■ Material provided:
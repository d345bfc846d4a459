use std::fs::File;
use std::io::BufWriter;
use std::path::{Path, PathBuf};
use std::str::FromStr;

use binarize::convert::{self, ImageOutput};
use binarize::core::OtsuVariant;
use binarize::{compose_mosaic, BinarizeConfig};
use clap::Parser;
use log::{info, LevelFilter};

/// Binarize an image with Otsu's global threshold.
///
/// Writes a mosaic with the intensity image next to the binary image and
/// prints the chosen threshold.
#[derive(Parser, Debug)]
#[command(name = "binarize", version, about)]
struct Cli {
    /// Input image (any format the `image` crate decodes).
    input: PathBuf,

    /// Mosaic output path; the format follows the extension.
    #[arg(short, long, default_value = "ResultingImage.png")]
    output: PathBuf,

    /// Also write the intensity image here.
    #[arg(long)]
    gray: Option<PathBuf>,

    /// Also write the binary image here.
    #[arg(long)]
    binary: Option<PathBuf>,

    /// JSON config file (see `BinarizeConfig`).
    #[arg(short, long)]
    config: Option<PathBuf>,

    /// Write a JSON report of the run here.
    #[arg(long)]
    report: Option<PathBuf>,

    /// Override the mosaic column limit.
    #[arg(long)]
    max_columns: Option<usize>,

    /// Use the full-range Otsu scan instead of the classic one.
    #[arg(long)]
    full_range: bool,

    /// Override the threshold used when no split is found.
    #[arg(long)]
    fallback: Option<u8>,

    /// Log level (off, error, warn, info, debug, trace). Defaults to
    /// $BINARIZE_LOG, then `warn` (`info` in tracing builds).
    #[arg(long, value_parser = parse_level)]
    log_level: Option<LevelFilter>,
}

fn parse_level(s: &str) -> Result<LevelFilter, String> {
    LevelFilter::from_str(s.trim()).map_err(|_| {
        format!("unknown log level `{s}` (expected off, error, warn, info, debug or trace)")
    })
}

impl Cli {
    fn resolve_config(&self) -> Result<BinarizeConfig, binarize::BinarizeError> {
        let mut cfg = match &self.config {
            Some(path) => BinarizeConfig::from_json_file(path)?,
            None => BinarizeConfig::default(),
        };
        if self.full_range {
            cfg.otsu.variant = OtsuVariant::FullRange;
        }
        if let Some(t) = self.fallback {
            cfg.otsu.fallback_threshold = t;
        }
        if let Some(cols) = self.max_columns {
            cfg.mosaic.max_columns = cols;
        }
        Ok(cfg)
    }
}

fn write_report(path: &Path, out: &ImageOutput) -> Result<(), Box<dyn std::error::Error>> {
    let writer = BufWriter::new(File::create(path)?);
    serde_json::to_writer_pretty(writer, &out.report())?;
    Ok(())
}

fn main() -> Result<(), Box<dyn std::error::Error>> {
    let cli = Cli::parse();

    #[cfg(feature = "tracing")]
    binarize::core::init_tracing(false, cli.log_level);

    #[cfg(not(feature = "tracing"))]
    binarize::core::init_with_level(
        cli.log_level
            .unwrap_or_else(|| binarize::core::level_from_env(LevelFilter::Warn)),
    )
    .map_err(|e| e.to_string())?;

    let cfg = cli.resolve_config()?;
    info!("config: {cfg:?}");

    let img = convert::load_rgb(&cli.input)?;
    info!(
        "loaded {} ({}x{})",
        cli.input.display(),
        img.width(),
        img.height()
    );

    let out = convert::binarize_rgb(&img, &cfg.otsu)?;

    let mosaic = compose_mosaic(&[out.intensity.clone(), out.binary.clone()], &cfg.mosaic)?;
    mosaic.save(&cli.output)?;
    info!("wrote mosaic {}", cli.output.display());

    if let Some(path) = &cli.gray {
        out.intensity.save(path)?;
    }
    if let Some(path) = &cli.binary {
        out.binary.save(path)?;
    }
    if let Some(path) = &cli.report {
        write_report(path, &out)?;
    }

    if out.threshold.is_fallback() {
        println!("threshold {} (fallback)", out.threshold.threshold);
    } else {
        println!("threshold {}", out.threshold.threshold);
    }
    Ok(())
}
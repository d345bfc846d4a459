use std::path::PathBuf;

use crate::core::RasterError;
use crate::mosaic::MosaicError;

/// Errors produced by the facade helpers and the command-line tool.
#[derive(thiserror::Error, Debug)]
pub enum BinarizeError {
    #[error(transparent)]
    Raster(#[from] RasterError),

    #[error("raster dimensions {width}x{height} exceed the image crate limits")]
    Dimensions { width: usize, height: usize },

    #[error(transparent)]
    Mosaic(#[from] MosaicError),

    #[error("failed to read config {path}: {source}")]
    ConfigRead {
        path: PathBuf,
        source: std::io::Error,
    },

    #[error("invalid config: {0}")]
    Config(#[from] serde_json::Error),

    #[cfg(feature = "image")]
    #[error(transparent)]
    Image(#[from] ::image::ImageError),

    #[error(transparent)]
    Io(#[from] std::io::Error),
}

■ Task prompt:
The entire listing has to be written out again exactly.

■ Written reply:
repository d345bfc846d4a459
use std::fs::File;
use std::io::BufWriter;
use std::path::{Path, PathBuf};
use std::str::FromStr;

use binarize::convert::{self, ImageOutput};
use binarize::core::OtsuVariant;
use binarize::{compose_mosaic, BinarizeConfig};
use clap::Parser;
use log::{info, LevelFilter};

/// Binarize an image with Otsu's global threshold.
///
/// Writes a mosaic with the intensity image next to the binary image and
/// prints the chosen threshold.
#[derive(Parser, Debug)]
#[command(name = "binarize", version, about)]
struct Cli {
    /// Input image (any format the `image` crate decodes).
    input: PathBuf,

    /// Mosaic output path; the format follows the extension.
    #[arg(short, long, default_value = "ResultingImage.png")]
    output: PathBuf,

    /// Also write the intensity image here.
    #[arg(long)]
    gray: Option<PathBuf>,

    /// Also write the binary image here.
    #[arg(long)]
    binary: Option<PathBuf>,

    /// JSON config file (see `BinarizeConfig`).
    #[arg(short, long)]
    config: Option<PathBuf>,

    /// Write a JSON report of the run here.
    #[arg(long)]
    report: Option<PathBuf>,

    /// Override the mosaic column limit.
    #[arg(long)]
    max_columns: Option<usize>,

    /// Use the full-range Otsu scan instead of the classic one.
    #[arg(long)]
    full_range: bool,

    /// Override the threshold used when no split is found.
    #[arg(long)]
    fallback: Option<u8>,

    /// Log level (off, error, warn, info, debug, trace). Defaults to
    /// $BINARIZE_LOG, then `warn` (`info` in tracing builds).
    #[arg(long, value_parser = parse_level)]
    log_level: Option<LevelFilter>,
}

fn parse_level(s: &str) -> Result<LevelFilter, String> {
    LevelFilter::from_str(s.trim()).map_err(|_| {
        format!("unknown log level `{s}` (expected off, error, warn, info, debug or trace)")
    })
}

impl Cli {
    fn resolve_config(&self) -> Result<BinarizeConfig, binarize::BinarizeError> {
        let mut cfg = match &self.config {
            Some(path) => BinarizeConfig::from_json_file(path)?,
            None => BinarizeConfig::default(),
        };
        if self.full_range {
            cfg.otsu.variant = OtsuVariant::FullRange;
        }
        if let Some(t) = self.fallback {
            cfg.otsu.fallback_threshold = t;
        }
        if let Some(cols) = self.max_columns {
            cfg.mosaic.max_columns = cols;
        }
        Ok(cfg)
    }
}

fn write_report(path: &Path, out: &ImageOutput) -> Result<(), Box<dyn std::error::Error>> {
    let writer = BufWriter::new(File::create(path)?);
    serde_json::to_writer_pretty(writer, &out.report())?;
    Ok(())
}

fn main() -> Result<(), Box<dyn std::error::Error>> {
    let cli = Cli::parse();

    #[cfg(feature = "tracing")]
    binarize::core::init_tracing(false, cli.log_level);

    #[cfg(not(feature = "tracing"))]
    binarize::core::init_with_level(
        cli.log_level
            .unwrap_or_else(|| binarize::core::level_from_env(LevelFilter::Warn)),
    )
    .map_err(|e| e.to_string())?;

    let cfg = cli.resolve_config()?;
    info!("config: {cfg:?}");

    let img = convert::load_rgb(&cli.input)?;
    info!(
        "loaded {} ({}x{})",
        cli.input.display(),
        img.width(),
        img.height()
    );

    let out = convert::binarize_rgb(&img, &cfg.otsu)?;

    let mosaic = compose_mosaic(&[out.intensity.clone(), out.binary.clone()], &cfg.mosaic)?;
    mosaic.save(&cli.output)?;
    info!("wrote mosaic {}", cli.output.display());

    if let Some(path) = &cli.gray {
        out.intensity.save(path)?;
    }
    if let Some(path) = &cli.binary {
        out.binary.save(path)?;
    }
    if let Some(path) = &cli.report {
        write_report(path, &out)?;
    }

    if out.threshold.is_fallback() {
        println!("threshold {} (fallback)", out.threshold.threshold);
    } else {
        println!("threshold {}", out.threshold.threshold);
    }
    Ok(())
}
repository d345bfc846d4a459
use std::path::PathBuf;

use crate::core::RasterError;
use crate::mosaic::MosaicError;

/// Errors produced by the facade helpers and the command-line tool.
#[derive(thiserror::Error, Debug)]
pub enum BinarizeError {
    #[error(transparent)]
    Raster(#[from] RasterError),

    #[error("raster dimensions {width}x{height} exceed the image crate limits")]
    Dimensions { width: usize, height: usize },

    #[error(transparent)]
    Mosaic(#[from] MosaicError),

    #[error("failed to read config {path}: {source}")]
    ConfigRead {
        path: PathBuf,
        source: std::io::Error,
    },

    #[error("invalid config: {0}")]
    Config(#[from] serde_json::Error),

    #[cfg(feature = "image")]
    #[error(transparent)]
    Image(#[from] ::image::ImageError),

    #[error(transparent)]
    Io(#[from] std::io::Error),
}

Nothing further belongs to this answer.